頼りない背を押され、小さな手には重く悲しい定めを掴ませて。
何度も振り返りかけたけれど、長に言われたとおり一度も振り返らずにただ前だけを見て走った。
息が上がる。足がもつれる。どこまで走っても森を抜け出す事は出来なくて、人里までは遠い。耳に届く迫りくる追手の足音に、恐怖が全身を苛み呼吸が乱れた。

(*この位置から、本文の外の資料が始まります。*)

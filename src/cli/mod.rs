pub mod commands;
pub mod config;

use clap::{Parser, Subcommand};

#[derive(Parser)]
#[command(name = "protek")]
#[command(about = "Protek CLI - command-line interface for the ProtekCMS API")]
#[command(version)]
pub struct Cli {
    #[arg(long, global = true, help = "Output in human-readable text format")]
    pub text: bool,

    #[arg(long, global = true, help = "Output in JSON format")]
    pub json: bool,

    #[arg(long, global = true, help = "API base URL (overrides stored config)")]
    pub url: Option<String>,

    #[command(subcommand)]
    pub command: Commands,
}

#[derive(Subcommand)]
pub enum Commands {
    #[command(about = "Remote server status")]
    Server {
        #[command(subcommand)]
        cmd: commands::server::ServerCommands,
    },

    #[command(about = "Authentication and session management")]
    Auth {
        #[command(subcommand)]
        cmd: commands::auth::AuthCommands,
    },

    #[command(about = "Catalog export and import")]
    Catalog {
        #[command(subcommand)]
        cmd: commands::catalog::CatalogCommands,
    },
}

#[derive(Debug, Clone, Copy)]
pub enum OutputFormat {
    Text,
    Json,
}

impl OutputFormat {
    pub fn from_cli(cli: &Cli) -> Self {
        if cli.json {
            OutputFormat::Json
        } else {
            OutputFormat::Text
        }
    }
}

pub async fn run(cli: Cli) -> anyhow::Result<()> {
    let output_format = OutputFormat::from_cli(&cli);
    let base_url = config::resolve_base_url(cli.url.as_deref())?;

    match cli.command {
        Commands::Server { cmd } => commands::server::handle(cmd, &base_url, output_format).await,
        Commands::Auth { cmd } => commands::auth::handle(cmd, &base_url, output_format).await,
        Commands::Catalog { cmd } => commands::catalog::handle(cmd, &base_url, output_format).await,
    }
}
use async_graphql::{Context, InputObject, Object, Result, SimpleObject};
use chrono::{DateTime, Utc};
use rust_decimal::Decimal;
use serde_json::json;
use uuid::Uuid;

use crate::database::models::{AuditAction, Category, Product};
use crate::database;
use crate::middleware::AuthUser;
use crate::services::AuditService;

#[derive(SimpleObject)]
pub struct CategoryNode {
    pub id: Uuid,
    pub slug: String,
    pub name: String,
    pub parent_id: Option<Uuid>,
    pub position: i32,
    pub updated_at: DateTime<Utc>,
}

impl From<Category> for CategoryNode {
    fn from(c: Category) -> Self {
        Self {
            id: c.id,
            slug: c.slug,
            name: c.name,
            parent_id: c.parent_id,
            position: c.position,
            updated_at: c.updated_at,
        }
    }
}

#[derive(SimpleObject)]
pub struct ProductNode {
    pub id: Uuid,
    pub category_id: Uuid,
    pub sku: String,
    pub name: String,
    pub brand: String,
    pub price: Decimal,
    pub stock: i32,
    pub attrs: async_graphql::Json<serde_json::Value>,
    pub updated_at: DateTime<Utc>,
}

impl From<Product> for ProductNode {
    fn from(p: Product) -> Self {
        Self {
            id: p.id,
            category_id: p.category_id,
            sku: p.sku,
            name: p.name,
            brand: p.brand,
            price: p.price,
            stock: p.stock,
            attrs: async_graphql::Json(p.attrs),
            updated_at: p.updated_at,
        }
    }
}

#[derive(SimpleObject)]
pub struct ProductPage {
    pub items: Vec<ProductNode>,
    pub total: i64,
}

pub struct QueryRoot;

#[Object]
impl QueryRoot {
    /// All live categories in display order.
    async fn categories(&self) -> Result<Vec<CategoryNode>> {
        let pool = database::pool().await?;
        let rows = sqlx::query_as::<_, Category>(
            "SELECT * FROM categories WHERE deleted_at IS NULL ORDER BY position, name",
        )
        .fetch_all(pool)
        .await
        .map_err(database::DbError::from)?;
        Ok(rows.into_iter().map(Into::into).collect())
    }

    async fn category(&self, id: Uuid) -> Result<Option<CategoryNode>> {
        let pool = database::pool().await?;
        let row = sqlx::query_as::<_, Category>(
            "SELECT * FROM categories WHERE id = $1 AND deleted_at IS NULL",
        )
        .bind(id)
        .fetch_optional(pool)
        .await
        .map_err(database::DbError::from)?;
        Ok(row.map(Into::into))
    }

    /// Product search with optional category and name/sku/brand matching.
    async fn products(
        &self,
        search: Option<String>,
        category_id: Option<Uuid>,
        #[graphql(default = 50)] limit: i32,
        #[graphql(default = 0)] offset: i32,
    ) -> Result<ProductPage> {
        let max = crate::config::config().filter.max_limit;
        let limit = limit.clamp(1, max);
        let offset = offset.max(0);
        let pattern = search.map(|s| format!("%{}%", s));

        let pool = database::pool().await?;
        let rows = sqlx::query_as::<_, Product>(
            "SELECT * FROM products \
             WHERE deleted_at IS NULL \
               AND ($1::uuid IS NULL OR category_id = $1) \
               AND ($2::text IS NULL OR name ILIKE $2 OR sku ILIKE $2 OR brand ILIKE $2) \
             ORDER BY name LIMIT $3 OFFSET $4",
        )
        .bind(category_id)
        .bind(pattern.as_deref())
        .bind(limit as i64)
        .bind(offset as i64)
        .fetch_all(pool)
        .await
        .map_err(database::DbError::from)?;

        let total: i64 = sqlx::query_scalar(
            "SELECT COUNT(*) FROM products \
             WHERE deleted_at IS NULL \
               AND ($1::uuid IS NULL OR category_id = $1) \
               AND ($2::text IS NULL OR name ILIKE $2 OR sku ILIKE $2 OR brand ILIKE $2)",
        )
        .bind(category_id)
        .bind(pattern.as_deref())
        .fetch_one(pool)
        .await
        .map_err(database::DbError::from)?;

        Ok(ProductPage {
            items: rows.into_iter().map(Into::into).collect(),
            total,
        })
    }

    async fn product(&self, id: Uuid) -> Result<Option<ProductNode>> {
        let pool = database::pool().await?;
        let row = sqlx::query_as::<_, Product>(
            "SELECT * FROM products WHERE id = $1 AND deleted_at IS NULL",
        )
        .bind(id)
        .fetch_optional(pool)
        .await
        .map_err(database::DbError::from)?;
        Ok(row.map(Into::into))
    }
}

#[derive(InputObject)]
pub struct CreateCategoryInput {
    pub slug: String,
    pub name: String,
    pub parent_id: Option<Uuid>,
    #[graphql(default = 0)]
    pub position: i32,
}

#[derive(InputObject)]
pub struct UpdateCategoryInput {
    pub slug: Option<String>,
    pub name: Option<String>,
    pub parent_id: Option<Uuid>,
    pub position: Option<i32>,
}

#[derive(InputObject)]
pub struct CreateProductInput {
    pub category_id: Uuid,
    pub sku: String,
    pub name: String,
    #[graphql(default)]
    pub brand: String,
    pub price: Decimal,
    #[graphql(default = 0)]
    pub stock: i32,
    pub attrs: Option<async_graphql::Json<serde_json::Value>>,
}

#[derive(InputObject)]
pub struct UpdateProductInput {
    pub category_id: Option<Uuid>,
    pub sku: Option<String>,
    pub name: Option<String>,
    pub brand: Option<String>,
    pub price: Option<Decimal>,
    pub stock: Option<i32>,
    pub attrs: Option<async_graphql::Json<serde_json::Value>>,
}

pub struct MutationRoot;

#[Object]
impl MutationRoot {
    async fn create_category(
        &self,
        ctx: &Context<'_>,
        input: CreateCategoryInput,
    ) -> Result<CategoryNode> {
        let user = ctx.data::<AuthUser>()?;
        if input.slug.trim().is_empty() || input.name.trim().is_empty() {
            return Err("slug and name are required".into());
        }

        let pool = database::pool().await?;
        let category = sqlx::query_as::<_, Category>(
            "INSERT INTO categories (id, slug, name, parent_id, position) \
             VALUES ($1, $2, $3, $4, $5) RETURNING *",
        )
        .bind(Uuid::new_v4())
        .bind(input.slug.trim())
        .bind(input.name.trim())
        .bind(input.parent_id)
        .bind(input.position)
        .fetch_one(pool)
        .await
        .map_err(database::DbError::from)?;

        AuditService::record(
            user,
            AuditAction::Create,
            "category",
            Some(category.id),
            json!({ "slug": category.slug }),
        )
        .await;

        Ok(category.into())
    }

    async fn update_category(
        &self,
        ctx: &Context<'_>,
        id: Uuid,
        input: UpdateCategoryInput,
    ) -> Result<CategoryNode> {
        let user = ctx.data::<AuthUser>()?;
        let pool = database::pool().await?;
        let category = sqlx::query_as::<_, Category>(
            "UPDATE categories SET \
                slug = COALESCE($2, slug), \
                name = COALESCE($3, name), \
                parent_id = COALESCE($4, parent_id), \
                position = COALESCE($5, position), \
                updated_at = $6 \
             WHERE id = $1 AND deleted_at IS NULL RETURNING *",
        )
        .bind(id)
        .bind(input.slug.as_deref())
        .bind(input.name.as_deref())
        .bind(input.parent_id)
        .bind(input.position)
        .bind(Utc::now())
        .fetch_optional(pool)
        .await
        .map_err(database::DbError::from)?
        .ok_or_else(|| async_graphql::Error::new(format!("Category {} not found", id)))?;

        AuditService::record(
            user,
            AuditAction::Update,
            "category",
            Some(category.id),
            json!({ "slug": category.slug }),
        )
        .await;

        Ok(category.into())
    }

    async fn delete_category(&self, ctx: &Context<'_>, id: Uuid) -> Result<bool> {
        let user = ctx.data::<AuthUser>()?;
        let pool = database::pool().await?;

        let live_products: i64 = sqlx::query_scalar(
            "SELECT COUNT(*) FROM products WHERE category_id = $1 AND deleted_at IS NULL",
        )
        .bind(id)
        .fetch_one(pool)
        .await
        .map_err(database::DbError::from)?;
        if live_products > 0 {
            return Err(async_graphql::Error::new(format!(
                "Category has {} products, move or delete them first",
                live_products
            )));
        }

        let result = sqlx::query(
            "UPDATE categories SET deleted_at = $2 WHERE id = $1 AND deleted_at IS NULL",
        )
        .bind(id)
        .bind(Utc::now())
        .execute(pool)
        .await
        .map_err(database::DbError::from)?;
        if result.rows_affected() == 0 {
            return Err(async_graphql::Error::new(format!("Category {} not found", id)));
        }

        AuditService::record(user, AuditAction::Delete, "category", Some(id), json!({})).await;
        Ok(true)
    }

    async fn create_product(
        &self,
        ctx: &Context<'_>,
        input: CreateProductInput,
    ) -> Result<ProductNode> {
        let user = ctx.data::<AuthUser>()?;
        if input.sku.trim().is_empty() || input.name.trim().is_empty() {
            return Err("sku and name are required".into());
        }
        if input.price < Decimal::ZERO {
            return Err("price cannot be negative".into());
        }
        if input.stock < 0 {
            return Err("stock cannot be negative".into());
        }

        let pool = database::pool().await?;
        let attrs = input.attrs.map(|j| j.0).unwrap_or_else(|| json!({}));
        let product = sqlx::query_as::<_, Product>(
            "INSERT INTO products (id, category_id, sku, name, brand, price, stock, attrs) \
             VALUES ($1, $2, $3, $4, $5, $6, $7, $8) RETURNING *",
        )
        .bind(Uuid::new_v4())
        .bind(input.category_id)
        .bind(input.sku.trim())
        .bind(input.name.trim())
        .bind(&input.brand)
        .bind(input.price)
        .bind(input.stock)
        .bind(attrs)
        .fetch_one(pool)
        .await
        .map_err(database::DbError::from)?;

        AuditService::record(
            user,
            AuditAction::Create,
            "product",
            Some(product.id),
            json!({ "sku": product.sku }),
        )
        .await;

        Ok(product.into())
    }

    async fn update_product(
        &self,
        ctx: &Context<'_>,
        id: Uuid,
        input: UpdateProductInput,
    ) -> Result<ProductNode> {
        let user = ctx.data::<AuthUser>()?;
        if let Some(price) = input.price {
            if price < Decimal::ZERO {
                return Err("price cannot be negative".into());
            }
        }
        if let Some(stock) = input.stock {
            if stock < 0 {
                return Err("stock cannot be negative".into());
            }
        }

        let pool = database::pool().await?;
        let product = sqlx::query_as::<_, Product>(
            "UPDATE products SET \
                category_id = COALESCE($2, category_id), \
                sku = COALESCE($3, sku), \
                name = COALESCE($4, name), \
                brand = COALESCE($5, brand), \
                price = COALESCE($6, price), \
                stock = COALESCE($7, stock), \
                attrs = COALESCE($8, attrs), \
                updated_at = $9 \
             WHERE id = $1 AND deleted_at IS NULL RETURNING *",
        )
        .bind(id)
        .bind(input.category_id)
        .bind(input.sku.as_deref())
        .bind(input.name.as_deref())
        .bind(input.brand.as_deref())
        .bind(input.price)
        .bind(input.stock)
        .bind(input.attrs.map(|j| j.0))
        .bind(Utc::now())
        .fetch_optional(pool)
        .await
        .map_err(database::DbError::from)?
        .ok_or_else(|| async_graphql::Error::new(format!("Product {} not found", id)))?;

        AuditService::record(
            user,
            AuditAction::Update,
            "product",
            Some(product.id),
            json!({ "sku": product.sku }),
        )
        .await;

        Ok(product.into())
    }

    async fn delete_product(&self, ctx: &Context<'_>, id: Uuid) -> Result<bool> {
        let user = ctx.data::<AuthUser>()?;
        let pool = database::pool().await?;
        let result = sqlx::query(
            "UPDATE products SET deleted_at = $2 WHERE id = $1 AND deleted_at IS NULL",
        )
        .bind(id)
        .bind(Utc::now())
        .execute(pool)
        .await
        .map_err(database::DbError::from)?;
        if result.rows_affected() == 0 {
            return Err(async_graphql::Error::new(format!("Product {} not found", id)));
        }

        AuditService::record(user, AuditAction::Delete, "product", Some(id), json!({})).await;
        Ok(true)
    }
}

どれだけ懸命に走っても、幼い子供が大の大人から逃げきる事は到底出来なくて、突如背に走った激痛に悲鳴を上げて倒れ込んだ。じわじわと衣服に染み出す紅い鮮血。
『あ……ぁ……』
青い瞳に涙が溢れて零れ落ちる。早鐘のように鼓動が鳴る。目の裏がチカチカと眩むような感覚。
いやだ、死にたくない……!
難く瞳を閉ざした直後、瞼越しでもわかるほどに、眩い光が辺りを包み込んだ。
その直後の記憶はない。ただ気がついたときは知らない場所にいて、目の前には一人の女性が佇んでいた。赤いルビーのような宝石が額で微かな光りを放っている。閉ざされた双眸は自分に向けられていて、そのひとの表情は 村を失った少女を哀れむでも、慰め安心させるように微笑でもなかった。
白魚の如き細い指先が衣の袖から少女に向かって伸ばされる。静かなる声は言葉を紡いだ。
『共に、来なさい』
命ずるような一言は、けれど威圧的ではなく。そうすることが自然と思わせるようで、だから幼い少女はそのひとの手を取った。自身を守る為に、守る術を得る為に。そして生きる為に。
何時の間にか、背中の傷の痛みは消えていた。
***
真っ白な部屋の中に居た。
窓の一切無い、白で統一された無機質な部屋。その中に息づくものは自分だけで、他にはなにもない。
どうしてそこにいたのか知らない。物心付いたときは既にその中に居た。
自分の片割はいつからいなくなったのか。それすらも、覚えていない。
気付いた時には独りだった。
どのくらいの間、そこにいたのか。それさえ分からない。
幼い少年は生まれてよりずっと、独りだった。
真白い空間に自分以外の人間が現れたのは突然だった。
青白い光とともに姿を見せた女性に、驚くでもなく。ただ淡々とした瞳で少年は女性を見あげる。年端も行かぬ少年であるのに、感情を読み取れぬ翡翠の瞳だけはやけに大人びていた。
『あなたはここにいるべきではありません。私とともに来なさい』
『あなたは……誰ですか』
『名を求めますか。ならば答えましょう。私の名はレックナート。運命の見届け人……バランスの執行者』
静かで涼やかな声に温もりは感じられなかったけれど、少年はレックナートと名乗る人物に着いて行く事に決めた。
幼いながらも感じていた。この場所に、自分が居る意味はないのだと。
まだ幼い少年であったけれど、彼はとても賢く知性的だった。